→ **What the exercise asks**: The lines below that include the word "CacheResult" are to be reported.

→ **Information**:

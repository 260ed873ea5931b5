//! Helpers to initialize the `tracing` subscriber.
//!
//! The cache itself only emits [`tracing`] events; embedders that already run
//! their own subscriber can ignore this module entirely.

use tracing_subscriber::fmt::fmt;
use tracing_subscriber::fmt::MakeWriter;

/// Initializes a human-readable subscriber writing to stderr.
///
/// `env_filter` uses the usual `tracing_subscriber` directive syntax, for
/// example `"info,freshcache=debug"`.
pub fn init_logging(env_filter: &str) {
    fmt()
        .with_env_filter(env_filter)
        .with_target(true)
        .with_writer(std::io::stderr)
        .init();
}

/// Initializes a subscriber that dumps out JSON lines.
pub fn init_json_logging<W>(env_filter: &str, make_writer: W)
where
    W: for<'writer> MakeWriter<'writer> + Send + Sync + 'static,
{
    fmt()
        .with_env_filter(env_filter)
        .json()
        .flatten_event(true)
        .with_current_span(true)
        .with_file(true)
        .with_line_number(true)
        .with_writer(make_writer)
        .init();
}
//! Helpers for testing the cache.
//!
//! When writing tests, keep the following points in mind:
//!
//!  - In every test, call [`setup`]. This will set up the logger so that all console output
//!    is captured by the test runner.
//!
//!  - The thunk constructors in this crate return closures that are ready to be passed to
//!    `register_function`. Constructors that need to observe their own invocations (such as
//!    [`counting`]) additionally hand out a shared counter.

use std::sync::atomic::{AtomicU64, Ordering};
use std::sync::Arc;
use std::time::Duration;

use anyhow::{anyhow, Result};
use futures::future::BoxFuture;
use futures::FutureExt;
use tracing_subscriber::filter::EnvFilter;
use tracing_subscriber::fmt::fmt;

/// Setup the test environment.
///
///  - Initializes logs: The logger only captures logs from the `freshcache` crates and
///    mutes all other logs.
pub fn setup() {
    fmt()
        .with_env_filter(EnvFilter::new("freshcache=trace"))
        .with_target(false)
        .compact()
        .with_test_writer()
        .try_init()
        .ok();
}

/// A computation that always succeeds with a copy of `value`.
pub fn constant<T>(value: T) -> impl Fn() -> BoxFuture<'static, Result<T>> + Send + Sync + 'static
where
    T: Clone + Send + Sync + 'static,
{
    move || {
        let value = value.clone();
        async move { Ok(value) }.boxed()
    }
}

/// A computation that always fails with `reason`.
pub fn failing<T>(
    reason: &'static str,
) -> impl Fn() -> BoxFuture<'static, Result<T>> + Send + Sync + 'static
where
    T: Send + 'static,
{
    move || async move { Err(anyhow!(reason)) }.boxed()
}

/// A computation that panics on every run.
pub fn panicking<T>() -> impl Fn() -> BoxFuture<'static, Result<T>> + Send + Sync + 'static
where
    T: Send + 'static,
{
    move || {
        let fut: BoxFuture<'static, Result<T>> = async move { panic!("boom") }.boxed();
        fut
    }
}

/// A computation that succeeds with `value` after `delay` has elapsed.
pub fn slow<T>(
    value: T,
    delay: Duration,
) -> impl Fn() -> BoxFuture<'static, Result<T>> + Send + Sync + 'static
where
    T: Clone + Send + Sync + 'static,
{
    move || {
        let value = value.clone();
        async move {
            tokio::time::sleep(delay).await;
            Ok(value)
        }
        .boxed()
    }
}

/// A computation yielding the number of runs so far, starting at `0`.
///
/// The returned counter observes the same sequence and can be used to assert
/// how often the computation ran.
pub fn counting() -> (
    impl Fn() -> BoxFuture<'static, Result<u64>> + Send + Sync + 'static,
    Arc<AtomicU64>,
) {
    let calls = Arc::new(AtomicU64::new(0));
    let thunk_calls = Arc::clone(&calls);
    let fun = move || {
        let n = thunk_calls.fetch_add(1, Ordering::Relaxed);
        async move { Ok(n) }.boxed()
    };
    (fun, calls)
}

/// A computation that succeeds with `value` on its first run and fails on
/// every run after that.
pub fn once_then_fail<T>(
    value: T,
) -> impl Fn() -> BoxFuture<'static, Result<T>> + Send + Sync + 'static
where
    T: Clone + Send + Sync + 'static,
{
    let calls = Arc::new(AtomicU64::new(0));
    move || {
        let n = calls.fetch_add(1, Ordering::Relaxed);
        let value = value.clone();
        async move {
            if n == 0 {
                Ok(value)
            } else {
                Err(anyhow!("no longer available"))
            }
        }
        .boxed()
    }
}
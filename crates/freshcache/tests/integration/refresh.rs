//! End-to-end refresh, expiry and invalidation behavior.

use std::time::Duration;

use freshcache::{Config, FreshCache};
use freshcache_test as test;

fn ms(n: u64) -> Duration {
    Duration::from_millis(n)
}

fn secs(n: u64) -> Duration {
    Duration::from_secs(n)
}

fn fast_config() -> Config {
    Config {
        startup_delay: ms(20),
        ..Default::default()
    }
}

#[tokio::test]
async fn test_await_in_progress_after_external_delete() {
    test::setup();
    let cache = FreshCache::with_config(fast_config());

    cache
        .register_function(test::constant(6u32), "three_plus_three", secs(100), secs(10))
        .unwrap();

    // Wait for the value to be stored.
    assert_eq!(
        cache.get_with_timeout(&"three_plus_three", secs(5)).await,
        Ok(6)
    );

    // Drop the entry and ask the worker to recompute. The read below has no
    // stored value to fall back on, so it awaits the triggered computation.
    assert!(cache.invalidate(&"three_plus_three"));
    cache.refresh(&"three_plus_three").await.unwrap();

    assert_eq!(
        cache.get_with_timeout(&"three_plus_three", secs(5)).await,
        Ok(6)
    );
}

#[tokio::test]
async fn test_refresh_replaces_value() {
    test::setup();
    let cache = FreshCache::with_config(fast_config());

    let (fun, _calls) = test::counting();
    cache
        .register_function(fun, "counter", ms(2000), ms(50))
        .unwrap();

    // Wait for the first success, then sample for a while: values are
    // present and non-decreasing throughout.
    let mut last = cache.get_with_timeout(&"counter", secs(5)).await.unwrap();
    for _ in 0..15 {
        tokio::time::sleep(ms(25)).await;
        let value = cache.get_with_timeout(&"counter", secs(5)).await.unwrap();
        assert!(value >= last, "observed {value} after {last}");
        last = value;
    }
    assert!(last >= 1, "expected at least one refresh, got {last}");
}

#[tokio::test]
async fn test_entry_expires_when_refreshes_keep_failing() {
    test::setup();
    let cache = FreshCache::with_config(fast_config());

    cache
        .register_function(test::once_then_fail(9u32), "fades", ms(300), ms(100))
        .unwrap();

    assert_eq!(cache.get_with_timeout(&"fades", secs(5)).await, Ok(9));

    // Every refresh after the first success fails, so the entry lapses once
    // its ttl is up and stays gone.
    tokio::time::sleep(ms(600)).await;
    assert!(!cache.contains(&"fades"));
}

#[tokio::test]
async fn test_stored_value_wins_over_running_refresh() {
    test::setup();
    let cache = FreshCache::with_config(fast_config());

    // The first run returns quickly; refreshes then take 10 seconds each,
    // so any get during a refresh must come from the store.
    let (fun, calls) = test::counting();
    let slow_refresh = move || {
        let fut = fun();
        let calls = std::sync::Arc::clone(&calls);
        async move {
            if calls.load(std::sync::atomic::Ordering::Relaxed) > 1 {
                tokio::time::sleep(secs(10)).await;
            }
            fut.await
        }
    };
    cache
        .register_function(slow_refresh, "stale_ok", secs(100), ms(50))
        .unwrap();

    assert_eq!(cache.get_with_timeout(&"stale_ok", secs(5)).await, Ok(0));

    // Let the slow refresh start, then read while it is in flight.
    tokio::time::sleep(ms(150)).await;
    let started = std::time::Instant::now();
    assert_eq!(cache.get_with_timeout(&"stale_ok", secs(5)).await, Ok(0));
    assert!(started.elapsed() < secs(1));
}
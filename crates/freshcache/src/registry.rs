use std::collections::HashMap;
use std::fmt;
use std::future::Future;
use std::hash::Hash;
use std::sync::Arc;
use std::time::Duration;

use futures::FutureExt;
use parking_lot::Mutex;

use crate::config::Config;
use crate::error::{CacheError, CacheResult};
use crate::store::Store;
use crate::worker::{ComputeFn, Worker, WorkerHandle};

/// A self-refreshing keyed value cache.
///
/// The cache is the single entry point for registering computations and
/// reading their values. It owns the shared value store and one worker per
/// registered key; the store is the only source of truth for present
/// values, the workers keep it populated.
///
/// Reads go to the store first. A hit is returned as-is, even while a
/// refresh for the same key is running, so the fast path never blocks on a
/// computation. On a miss the read is delegated to the key's worker, which
/// parks the reader on the current computation up to the caller's deadline.
pub struct FreshCache<K, V> {
    config: Config,
    store: Store<K, V>,
    workers: Mutex<HashMap<K, WorkerHandle<V>>>,
}

impl<K, V> fmt::Debug for FreshCache<K, V> {
    fn fmt(&self, f: &mut fmt::Formatter<'_>) -> fmt::Result {
        let workers = self
            .workers
            .try_lock()
            .map(|w| w.len())
            .unwrap_or_default();
        f.debug_struct("FreshCache")
            .field("config", &self.config)
            .field("registered workers", &workers)
            .finish()
    }
}

impl<K, V> Default for FreshCache<K, V>
where
    K: Clone + Eq + Hash + fmt::Debug + Send + Sync + 'static,
    V: Clone + Send + Sync + 'static,
{
    fn default() -> Self {
        Self::new()
    }
}

impl<K, V> FreshCache<K, V>
where
    K: Clone + Eq + Hash + fmt::Debug + Send + Sync + 'static,
    V: Clone + Send + Sync + 'static,
{
    /// Creates a cache with default [`Config`].
    pub fn new() -> Self {
        Self::with_config(Config::default())
    }

    /// Creates a cache with the given [`Config`].
    pub fn with_config(config: Config) -> Self {
        FreshCache {
            config,
            store: Store::new(),
            workers: Mutex::new(HashMap::new()),
        }
    }

    /// Registers `fun` under `key` and spawns the worker that keeps its
    /// value fresh.
    ///
    /// The first run starts after the configured startup delay. From then
    /// on, every successful run stores its value for `ttl` and schedules the
    /// next run `refresh_interval` later; failing runs are retried
    /// immediately, indefinitely, without touching the store.
    ///
    /// Returns [`CacheError::AlreadyRegistered`] when a worker or a stored
    /// value already exists for `key`. The check and the worker spawn happen
    /// under one lock, so concurrent registrations of the same key resolve
    /// to exactly one winner.
    ///
    /// # Panics
    ///
    /// `ttl` and `refresh_interval` are caller contracts: both must be
    /// positive and `refresh_interval` must be strictly shorter than `ttl`
    /// (this is what lets a healthy computation replace the entry before it
    /// can expire). Violations panic. Must be called from within a tokio
    /// runtime.
    pub fn register_function<F, Fut>(
        &self,
        fun: F,
        key: K,
        ttl: Duration,
        refresh_interval: Duration,
    ) -> CacheResult<()>
    where
        F: Fn() -> Fut + Send + Sync + 'static,
        Fut: Future<Output = anyhow::Result<V>> + Send + 'static,
    {
        assert!(!ttl.is_zero(), "ttl must be positive");
        assert!(
            !refresh_interval.is_zero(),
            "refresh interval must be positive"
        );
        assert!(
            refresh_interval < ttl,
            "refresh interval must be shorter than the ttl"
        );

        let fun: ComputeFn<V> = Arc::new(move || fun().boxed());

        let mut workers = self.workers.lock();
        if workers.contains_key(&key) || self.store.contains(&key) {
            return Err(CacheError::AlreadyRegistered);
        }

        tracing::debug!(key = ?key, ?ttl, ?refresh_interval, "registering computation");
        let handle = Worker::spawn(
            key.clone(),
            fun,
            ttl,
            refresh_interval,
            self.config.startup_delay,
            self.config.mailbox_size,
            self.store.clone(),
        );
        workers.insert(key, handle);
        Ok(())
    }

    /// Reads the value for `key` with the configured default deadline.
    ///
    /// See [`get_with_timeout`](Self::get_with_timeout).
    pub async fn get(&self, key: &K) -> CacheResult<V> {
        self.get_with_timeout(key, self.config.default_get_timeout)
            .await
    }

    /// Reads the value for `key`, waiting at most `timeout` for a miss to be
    /// filled.
    ///
    /// A stored value is returned immediately, even while the key's worker
    /// is recomputing it. Without one, the reader is parked on the current
    /// computation and gets its value if it succeeds within `timeout`;
    /// otherwise [`CacheError::Timeout`]. Failing computations are never
    /// surfaced, a reader waiting on one runs out its deadline.
    ///
    /// Returns [`CacheError::NotRegistered`] right away when `key` has no
    /// worker and no stored value.
    pub async fn get_with_timeout(&self, key: &K, timeout: Duration) -> CacheResult<V> {
        metric!(counter("caches.access") += 1);
        if let Some(value) = self.store.get(key) {
            metric!(counter("caches.memory.hit") += 1);
            return Ok(value);
        }

        let handle = match self.workers.lock().get(key) {
            Some(handle) => handle.clone(),
            None => return Err(CacheError::NotRegistered),
        };

        let result = handle.await_current(timeout).await;
        if result.is_err() {
            metric!(counter("caches.read.timeout") += 1);
        }
        result
    }

    /// Removes the stored value for `key`, if any.
    ///
    /// The worker and its schedule are untouched; the next successful run
    /// repopulates the entry. Returns whether a value was removed.
    pub fn invalidate(&self, key: &K) -> bool {
        self.store.delete(key)
    }

    /// Whether a value is currently stored for `key`. Non-blocking.
    pub fn contains(&self, key: &K) -> bool {
        self.store.contains(key)
    }

    /// Asks the worker for `key` to recompute now.
    ///
    /// A pending refresh is folded into the triggered run; if a computation
    /// is already in flight no second one is started. The call does not wait
    /// for the run to finish, pair it with [`get_with_timeout`](Self::get_with_timeout)
    /// to observe the result.
    pub async fn refresh(&self, key: &K) -> CacheResult<()> {
        let handle = match self.workers.lock().get(key) {
            Some(handle) => handle.clone(),
            None => return Err(CacheError::NotRegistered),
        };
        handle.trigger_run().await;
        Ok(())
    }
}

→ **Exercise result**:
use crate::error::{CacheError, CacheResult};
    ) -> CacheResult<()>
    pub async fn get(&self, key: &K) -> CacheResult<V> {
    pub async fn get_with_timeout(&self, key: &K, timeout: Duration) -> CacheResult<V> {
    pub async fn refresh(&self, key: &K) -> CacheResult<()> {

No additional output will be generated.